→ **Exercise instructions**
The job is to output each record again, character for character.

• • • •

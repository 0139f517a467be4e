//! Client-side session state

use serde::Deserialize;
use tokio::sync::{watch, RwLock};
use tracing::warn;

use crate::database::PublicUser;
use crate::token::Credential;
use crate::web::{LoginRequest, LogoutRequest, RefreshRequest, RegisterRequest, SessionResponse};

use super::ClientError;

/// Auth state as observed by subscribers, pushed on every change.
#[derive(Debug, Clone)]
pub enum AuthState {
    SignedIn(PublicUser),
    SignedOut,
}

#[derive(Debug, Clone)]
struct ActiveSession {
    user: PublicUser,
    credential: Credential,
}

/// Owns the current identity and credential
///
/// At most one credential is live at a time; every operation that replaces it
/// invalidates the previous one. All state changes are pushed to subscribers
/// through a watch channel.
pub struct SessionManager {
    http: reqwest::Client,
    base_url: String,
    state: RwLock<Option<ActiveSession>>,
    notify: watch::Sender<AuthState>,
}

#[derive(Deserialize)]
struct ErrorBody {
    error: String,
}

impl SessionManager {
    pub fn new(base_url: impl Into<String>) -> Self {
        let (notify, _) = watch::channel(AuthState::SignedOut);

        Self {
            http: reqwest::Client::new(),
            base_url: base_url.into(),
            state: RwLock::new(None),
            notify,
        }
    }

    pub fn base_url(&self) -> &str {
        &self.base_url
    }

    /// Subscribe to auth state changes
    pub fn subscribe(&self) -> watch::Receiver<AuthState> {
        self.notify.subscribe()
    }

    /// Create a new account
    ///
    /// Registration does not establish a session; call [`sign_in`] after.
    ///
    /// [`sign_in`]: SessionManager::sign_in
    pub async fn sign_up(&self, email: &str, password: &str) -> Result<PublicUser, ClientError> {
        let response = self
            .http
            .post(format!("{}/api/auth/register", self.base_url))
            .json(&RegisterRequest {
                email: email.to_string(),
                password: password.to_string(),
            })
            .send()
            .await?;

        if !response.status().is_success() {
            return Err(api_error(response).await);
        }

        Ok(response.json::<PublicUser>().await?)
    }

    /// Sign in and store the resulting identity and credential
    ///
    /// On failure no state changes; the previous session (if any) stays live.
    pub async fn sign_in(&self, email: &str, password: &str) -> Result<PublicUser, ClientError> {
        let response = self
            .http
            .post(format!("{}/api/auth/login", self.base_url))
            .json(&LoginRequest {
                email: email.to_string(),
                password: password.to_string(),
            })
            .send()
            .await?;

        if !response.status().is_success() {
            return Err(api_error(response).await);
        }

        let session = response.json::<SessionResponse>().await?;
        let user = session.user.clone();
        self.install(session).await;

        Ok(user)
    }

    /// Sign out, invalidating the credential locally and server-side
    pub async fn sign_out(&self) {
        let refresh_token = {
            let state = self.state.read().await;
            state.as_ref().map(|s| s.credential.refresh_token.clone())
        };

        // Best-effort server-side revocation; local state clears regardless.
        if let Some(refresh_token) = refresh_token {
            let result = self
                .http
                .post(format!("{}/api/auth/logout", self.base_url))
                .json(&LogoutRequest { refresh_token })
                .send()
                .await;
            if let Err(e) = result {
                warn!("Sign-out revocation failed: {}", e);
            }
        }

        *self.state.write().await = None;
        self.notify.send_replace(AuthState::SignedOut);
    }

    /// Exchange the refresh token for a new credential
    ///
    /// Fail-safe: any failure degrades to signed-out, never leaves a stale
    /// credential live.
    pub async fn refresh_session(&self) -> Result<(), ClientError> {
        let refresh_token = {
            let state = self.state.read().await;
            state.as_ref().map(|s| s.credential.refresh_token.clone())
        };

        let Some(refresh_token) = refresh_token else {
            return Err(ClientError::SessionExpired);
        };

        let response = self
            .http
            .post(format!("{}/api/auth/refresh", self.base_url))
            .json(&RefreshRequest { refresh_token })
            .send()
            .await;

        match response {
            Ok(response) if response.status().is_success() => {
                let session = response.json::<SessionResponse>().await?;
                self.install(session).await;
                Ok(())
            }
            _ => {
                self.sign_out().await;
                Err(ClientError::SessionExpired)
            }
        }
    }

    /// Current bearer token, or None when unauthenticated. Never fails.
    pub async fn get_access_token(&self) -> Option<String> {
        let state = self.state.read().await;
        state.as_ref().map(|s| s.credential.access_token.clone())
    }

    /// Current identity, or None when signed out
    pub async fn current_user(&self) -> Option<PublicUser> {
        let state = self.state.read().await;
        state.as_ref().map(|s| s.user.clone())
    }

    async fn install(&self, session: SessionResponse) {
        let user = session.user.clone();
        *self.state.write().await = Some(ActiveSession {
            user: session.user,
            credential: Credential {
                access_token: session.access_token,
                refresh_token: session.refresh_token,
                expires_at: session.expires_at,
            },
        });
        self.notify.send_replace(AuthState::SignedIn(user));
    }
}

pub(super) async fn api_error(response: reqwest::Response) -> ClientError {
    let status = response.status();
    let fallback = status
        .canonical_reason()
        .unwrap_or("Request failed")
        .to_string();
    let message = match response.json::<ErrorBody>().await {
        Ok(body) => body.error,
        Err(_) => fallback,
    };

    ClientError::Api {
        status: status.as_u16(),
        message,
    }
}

• • • •

→ **Task response**
repository 0139f517a467be4e
//! Client-side session state

use serde::Deserialize;
use tokio::sync::{watch, RwLock};
use tracing::warn;

use crate::database::PublicUser;
use crate::token::Credential;
use crate::web::{LoginRequest, LogoutRequest, RefreshRequest, RegisterRequest, SessionResponse};

use super::ClientError;

/// Auth state as observed by subscribers, pushed on every change.
#[derive(Debug, Clone)]
pub enum AuthState {
    SignedIn(PublicUser),
    SignedOut,
}

#[derive(Debug, Clone)]
struct ActiveSession {
    user: PublicUser,
    credential: Credential,
}

/// Owns the current identity and credential
///
/// At most one credential is live at a time; every operation that replaces it
/// invalidates the previous one. All state changes are pushed to subscribers
/// through a watch channel.
pub struct SessionManager {
    http: reqwest::Client,
    base_url: String,
    state: RwLock<Option<ActiveSession>>,
    notify: watch::Sender<AuthState>,
}

#[derive(Deserialize)]
struct ErrorBody {
    error: String,
}

impl SessionManager {
    pub fn new(base_url: impl Into<String>) -> Self {
        let (notify, _) = watch::channel(AuthState::SignedOut);

        Self {
            http: reqwest::Client::new(),
            base_url: base_url.into(),
            state: RwLock::new(None),
            notify,
        }
    }

    pub fn base_url(&self) -> &str {
        &self.base_url
    }

    /// Subscribe to auth state changes
    pub fn subscribe(&self) -> watch::Receiver<AuthState> {
        self.notify.subscribe()
    }

    /// Create a new account
    ///
    /// Registration does not establish a session; call [`sign_in`] after.
    ///
    /// [`sign_in`]: SessionManager::sign_in
    pub async fn sign_up(&self, email: &str, password: &str) -> Result<PublicUser, ClientError> {
        let response = self
            .http
            .post(format!("{}/api/auth/register", self.base_url))
            .json(&RegisterRequest {
                email: email.to_string(),
                password: password.to_string(),
            })
            .send()
            .await?;

        if !response.status().is_success() {
            return Err(api_error(response).await);
        }

        Ok(response.json::<PublicUser>().await?)
    }

    /// Sign in and store the resulting identity and credential
    ///
    /// On failure no state changes; the previous session (if any) stays live.
    pub async fn sign_in(&self, email: &str, password: &str) -> Result<PublicUser, ClientError> {
        let response = self
            .http
            .post(format!("{}/api/auth/login", self.base_url))
            .json(&LoginRequest {
                email: email.to_string(),
                password: password.to_string(),
            })
            .send()
            .await?;

        if !response.status().is_success() {
            return Err(api_error(response).await);
        }

        let session = response.json::<SessionResponse>().await?;
        let user = session.user.clone();
        self.install(session).await;

        Ok(user)
    }

    /// Sign out, invalidating the credential locally and server-side
    pub async fn sign_out(&self) {
        let refresh_token = {
            let state = self.state.read().await;
            state.as_ref().map(|s| s.credential.refresh_token.clone())
        };

        // Best-effort server-side revocation; local state clears regardless.
        if let Some(refresh_token) = refresh_token {
            let result = self
                .http
                .post(format!("{}/api/auth/logout", self.base_url))
                .json(&LogoutRequest { refresh_token })
                .send()
                .await;
            if let Err(e) = result {
                warn!("Sign-out revocation failed: {}", e);
            }
        }

        *self.state.write().await = None;
        self.notify.send_replace(AuthState::SignedOut);
    }

    /// Exchange the refresh token for a new credential
    ///
    /// Fail-safe: any failure degrades to signed-out, never leaves a stale
    /// credential live.
    pub async fn refresh_session(&self) -> Result<(), ClientError> {
        let refresh_token = {
            let state = self.state.read().await;
            state.as_ref().map(|s| s.credential.refresh_token.clone())
        };

        let Some(refresh_token) = refresh_token else {
            return Err(ClientError::SessionExpired);
        };

        let response = self
            .http
            .post(format!("{}/api/auth/refresh", self.base_url))
            .json(&RefreshRequest { refresh_token })
            .send()
            .await;

        match response {
            Ok(response) if response.status().is_success() => {
                let session = response.json::<SessionResponse>().await?;
                self.install(session).await;
                Ok(())
            }
            _ => {
                self.sign_out().await;
                Err(ClientError::SessionExpired)
            }
        }
    }

    /// Current bearer token, or None when unauthenticated. Never fails.
    pub async fn get_access_token(&self) -> Option<String> {
        let state = self.state.read().await;
        state.as_ref().map(|s| s.credential.access_token.clone())
    }

    /// Current identity, or None when signed out
    pub async fn current_user(&self) -> Option<PublicUser> {
        let state = self.state.read().await;
        state.as_ref().map(|s| s.user.clone())
    }

    async fn install(&self, session: SessionResponse) {
        let user = session.user.clone();
        *self.state.write().await = Some(ActiveSession {
            user: session.user,
            credential: Credential {
                access_token: session.access_token,
                refresh_token: session.refresh_token,
                expires_at: session.expires_at,
            },
        });
        self.notify.send_replace(AuthState::SignedIn(user));
    }
}

pub(super) async fn api_error(response: reqwest::Response) -> ClientError {
    let status = response.status();
    let fallback = status
        .canonical_reason()
        .unwrap_or("Request failed")
        .to_string();
    let message = match response.json::<ErrorBody>().await {
        Ok(body) => body.error,
        Err(_) => fallback,
    };

    ClientError::Api {
        status: status.as_u16(),
        message,
    }
}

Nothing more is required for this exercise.